900 North Rush LLC v. Intermix Holdco, Inc.
146 N.E.3d 52
Ill. App. Ct.2019Background
- Intermix Holdco, Inc. (tenant) leased retail space from 900 North Rush LLC (landlord) under a lease that included a written renewal option exercisable by the Tenant within 120 days before lease expiration for an additional five-year term.
- On November 29, 2016, Matthew Irwin (Gap Inc. real estate counsel) sent a timely written notice titled "Exercise of Option Notice" on Gap letterhead stating "Tenant hereby exercises its right to extend the term of the Lease…" but signed over a signature block reading "Very Truly Yours, Old Navy, LLC."
- Landlord (900 North Rush) received the letter, recognized Intermix’s intent but treated the Old Navy reference as fatal because Old Navy was not the tenant; landlord rejected the notice after the deadline passed and demanded possession when the lease expired.
- Intermix stayed in possession; landlord sued for eviction and holdover rent. Intermix moved for summary judgment asserting the notice effectively exercised the option; the trial court granted summary judgment for Intermix and awarded attorney fees under the lease’s fee-shifting clause.

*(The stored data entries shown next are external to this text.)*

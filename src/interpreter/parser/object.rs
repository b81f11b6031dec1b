use std::iter::Peekable;

use crate::{
    ast::{Expr, Property},
    error::ParseError,
    interpreter::{
        lexer::Token,
        parser::{
            binary::parse_additive,
            core::{ParseResult, parse_expression},
        },
    },
};

/// Parses an object literal, or falls through to the additive level.
///
/// Syntax:
/// ```text
///     { key: <expression>, other: <expression> }
///     { key }
///     {}
/// ```
/// A property without a value expression is shorthand for `key: key`; the
/// value is looked up in the environment when the literal is evaluated.
/// Trailing commas are accepted.
///
/// Grammar: `object := "{" (property ("," property)* ","?)? "}" | additive`
///
/// # Parameters
/// - `tokens`: Token iterator providing `(Token, line)` pairs.
///
/// # Returns
/// An `Expr::ObjectLiteral` node, or whatever the additive level produces
/// when the next token is not `{`.
///
/// # Errors
/// - `ExpectedToken` when a property key is not an identifier, or when a
///   property is not followed by `:`, `,`, or `}`.
/// - `UnexpectedEndOfInput` when the literal is left unclosed.
/// - Propagates any errors from value expression parsing.
pub fn parse_object<'a, I>(tokens: &mut Peekable<I>) -> ParseResult<Expr>
    where I: Iterator<Item = &'a (Token, usize)> + Clone
{
    let line = match tokens.peek() {
        Some((Token::OpenBrace, line)) => *line,
        _ => return parse_additive(tokens),
    };
    tokens.next();

    let mut properties = Vec::new();

    while !matches!(tokens.peek(), Some((Token::CloseBrace, _))) {
        let (key, key_line) = match tokens.next() {
            Some((Token::Identifier(name), line)) => (name.clone(), *line),

            Some((Token::EndOfInput, line)) => {
                return Err(ParseError::UnexpectedEndOfInput { line: *line });
            },

            Some((token, line)) => {
                return Err(ParseError::ExpectedToken { expected: "a property name".to_string(),
                                                       found:    format!("{token:?}"),
                                                       line:     *line, });
            },

            None => return Err(ParseError::UnexpectedEndOfInput { line }),
        };

        match tokens.peek() {
            // Shorthand property followed by more properties.
            Some((Token::Comma, _)) => {
                tokens.next();
                properties.push(Property { key,
                                           value: None,
                                           line: key_line });
            },

            // Shorthand property closing the literal.
            Some((Token::CloseBrace, _)) => {
                properties.push(Property { key,
                                           value: None,
                                           line: key_line });
            },

            Some((Token::Colon, _)) => {
                tokens.next();

                let value = parse_expression(tokens)?;
                properties.push(Property { key,
                                           value: Some(value),
                                           line: key_line });

                match tokens.peek() {
                    Some((Token::Comma, _)) => {
                        tokens.next();
                    },
                    Some((Token::CloseBrace, _)) => {},
                    Some((Token::EndOfInput, line)) => {
                        return Err(ParseError::UnexpectedEndOfInput { line: *line });
                    },
                    Some((token, line)) => {
                        return Err(ParseError::ExpectedToken { expected: "',' or '}'".to_string(),
                                                               found:    format!("{token:?}"),
                                                               line:     *line, });
                    },
                    None => return Err(ParseError::UnexpectedEndOfInput { line: key_line }),
                }
            },

            Some((Token::EndOfInput, line)) => {
                return Err(ParseError::UnexpectedEndOfInput { line: *line });
            },

            Some((token, line)) => {
                return Err(ParseError::ExpectedToken { expected: "':', ',' or '}'".to_string(),
                                                       found:    format!("{token:?}"),
                                                       line:     *line, });
            },

            None => return Err(ParseError::UnexpectedEndOfInput { line: key_line }),
        }
    }
    tokens.next();

    Ok(Expr::ObjectLiteral { properties, line })
}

- On appeal, landlord challenged (1) whether the renewal option was strictly and validly exercised given the incorrect signature block, and (2) the trial court’s attorney-fee award and refusal to hold an evidentiary hearing on fees.
- The appellate court affirmed the summary judgment (finding the letter, read as a whole, was an effective exercise by Intermix) and affirmed the fee award with a modest reduction for inadequately documented billing entries and noncompensable costs.
Issues
| Issue | Plaintiff's Argument (900 North Rush) | Defendant's Argument (Intermix) | Held |
|---|---|---|---|
| Whether the renewal option was validly exercised | The notice was ineffective because the signature block identified Old Navy, a non-tenant, so Tenant did not "notify" landlord as required | The letter, on Gap letterhead, expressly states "Tenant hereby exercises" and Irwin had actual authority to bind Intermix; the Old Navy signature line is immaterial surplusage | The exercise was effective; the writing, read as a whole, notified landlord of Tenant’s election and Irwin had actual authority to bind Intermix |
| Whether strict-compliance requires literal signature by the tenant | The lease requires strict compliance and the identity in the signature block matters; failure to sign in Tenant’s name is fatal | The provision required only a writing notifying landlord; no signature-form requirement exists for renewal notices, and landlord had actual notice | Strict compliance applied but was satisfied; no signature-form requirement, and the content established Tenant’s election |
| Whether landlord was entitled to an evidentiary hearing on Intermix’s fee petition | A hearing was necessary to resolve factual disputes about duplicative, excessive, or unrelated billing and many produced documents | The court could resolve fee reasonableness from the papers and oral argument; no live testimony required | Trial court did not abuse discretion in denying an evidentiary hearing; it could and did review entries and arguments |
| Whether the amount and components of fee/cost award were reasonable | Many billed entries were duplicative, excessive, unrelated; some counsel lacked Illinois pro hac permission; certain costs are unrecoverable | Billing records documented time, tasks, and rates; Illinois court may rely on its knowledge; out-of-state counsel worked with Illinois counsel; certain reductions appropriate | Fee award upheld in substance but reduced by $7,748.17 for inadequately described entries and by $1,275.00 for noncompensable costs (total reduction $9,904.17). Out-of-state counsel’s fees not disallowed on Rule 707 theory |
Key Cases Cited
- Thomson Learning, Inc. v. Olympia Properties, LLC, 365 Ill. App. 3d 621 (2006) (commercial-lease option exercise requires strict compliance)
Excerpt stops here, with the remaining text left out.